//! Decoders for unstructured (node-based) head and budget files.

use log::{info, warn};

use crate::modflow::iter::{UnstructuredBudgetTerms, UnstructuredHeadLayers};
use crate::modflow::types::error::Result;
use crate::modflow::types::models::{
    RecordHeader, TermFilter, UnstructuredBudgetSeries, UnstructuredHeadSeries,
};

/// Decode an unstructured head file held in memory.
///
/// The stored array of a time step is rewritten after every layer record
/// with the running concatenation, so once the step's last layer has been
/// read it holds all layers in increasing layer order.
pub fn heads(data: &[u8]) -> Result<UnstructuredHeadSeries> {
    let mut series = UnstructuredHeadSeries::default();

    let mut layers = UnstructuredHeadLayers::new(data);
    for layer in layers.by_ref() {
        let layer = layer?;
        series.heads.insert(layer.header.key(), layer.accumulated);
    }
    series.stats = layers.stats();
    debug_assert_eq!(series.stats.bytes_consumed, data.len() as u64);

    info!(
        "Decoded {} unstructured head time steps from {} records ({} bytes)",
        series.heads.len(), series.stats.records, series.stats.bytes_consumed
    );
    Ok(series)
}

/// Decode an unstructured budget file held in memory.
///
/// Arrays are keyed by `(term, node count, time step)`.
pub fn budget(data: &[u8], filter: &TermFilter) -> Result<UnstructuredBudgetSeries> {
    let mut series = UnstructuredBudgetSeries::default();

    let mut terms = UnstructuredBudgetTerms::new(data, filter);
    for term in terms.by_ref() {
        let term = term?;
        if let Some(_previous) = series.terms.insert(term.key.clone(), term.data) {
            warn!(
                "Budget term '{}' ({} nodes) appears more than once for time step {}; keeping the later one",
                term.key.term, term.key.nval, term.key.step
            );
        }
    }
    series.stats = terms.stats();
    debug_assert_eq!(series.stats.bytes_consumed, data.len() as u64);

    info!(
        "Decoded {} unstructured budget arrays from {} records ({} bytes)",
        series.terms.len(), series.stats.records, series.stats.bytes_consumed
    );
    Ok(series)
}
//! Foundational data structures, error types, and record kind definitions.

pub mod error;
pub mod kinds;
pub mod models;
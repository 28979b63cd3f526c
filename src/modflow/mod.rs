//! Core MODFLOW output reader module

pub mod decode;
pub mod format;
pub mod iter;
pub mod reader;
pub mod source;
pub mod types;
mod utils;

use std::path::Path;

use log::debug;

pub use reader::OutputFile;
pub use types::error::{ModflowError, Result};
use types::models::*;

/// Read a structured head file.
///
/// An empty `path` or a `shape` with any zero dimension returns an empty
/// series without touching the filesystem.
///
/// # Errors
/// Returns an error if the file cannot be opened, a record is truncated,
/// bytes are left over after the last record, or a record header declares a
/// different grid shape.
pub fn read_heads(path: impl AsRef<Path>, shape: GridShape) -> Result<HeadSeries> {
    let path = path.as_ref();
    if path.as_os_str().is_empty() || shape.is_empty() {
        debug!("Nothing to read: path={:?}, shape={:?}", path, shape);
        return Ok(HeadSeries::default());
    }
    OutputFile::open(path)?.heads(shape)
}

/// Read a structured budget file, keeping only the terms `filter` retains.
///
/// Short-circuits like [`read_heads`].
pub fn read_budget(path: impl AsRef<Path>, shape: GridShape, filter: &TermFilter) -> Result<BudgetSeries> {
    let path = path.as_ref();
    if path.as_os_str().is_empty() || shape.is_empty() {
        debug!("Nothing to read: path={:?}, shape={:?}", path, shape);
        return Ok(BudgetSeries::default());
    }
    OutputFile::open(path)?.budget(shape, filter)
}

/// Read an unstructured head file.
pub fn read_unstructured_heads(path: impl AsRef<Path>) -> Result<UnstructuredHeadSeries> {
    OutputFile::open(path)?.unstructured_heads()
}

/// Read an unstructured budget file, keeping only the terms `filter` retains.
pub fn read_unstructured_budget(path: impl AsRef<Path>, filter: &TermFilter) -> Result<UnstructuredBudgetSeries> {
    OutputFile::open(path)?.unstructured_budget(filter)
}
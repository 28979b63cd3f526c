//! Binary layout layer for MODFLOW output files.
//!
//! - [`layout`]: ordered field tables and byte-exact header sizes
//! - [`header`]: typed header extraction from a header slice
//!
//! ```text
//! File Structure (all four variants):
//! ┌────────────────────┐
//! │ header │ payload   │ ← record 0
//! ├────────────────────┤
//! │ header │ payload   │ ← record 1, starts where record 0 ends
//! ├────────────────────┤
//! │        ...         │
//! └────────────────────┘  ← last record ends exactly at file size
//! ```

pub mod header;
pub mod layout;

━━━━

## TASK GOAL
Using the entries above, count the lines that have the string "UnstructuredHeadSeries" in them. Answer with that number only.

## REPLY
4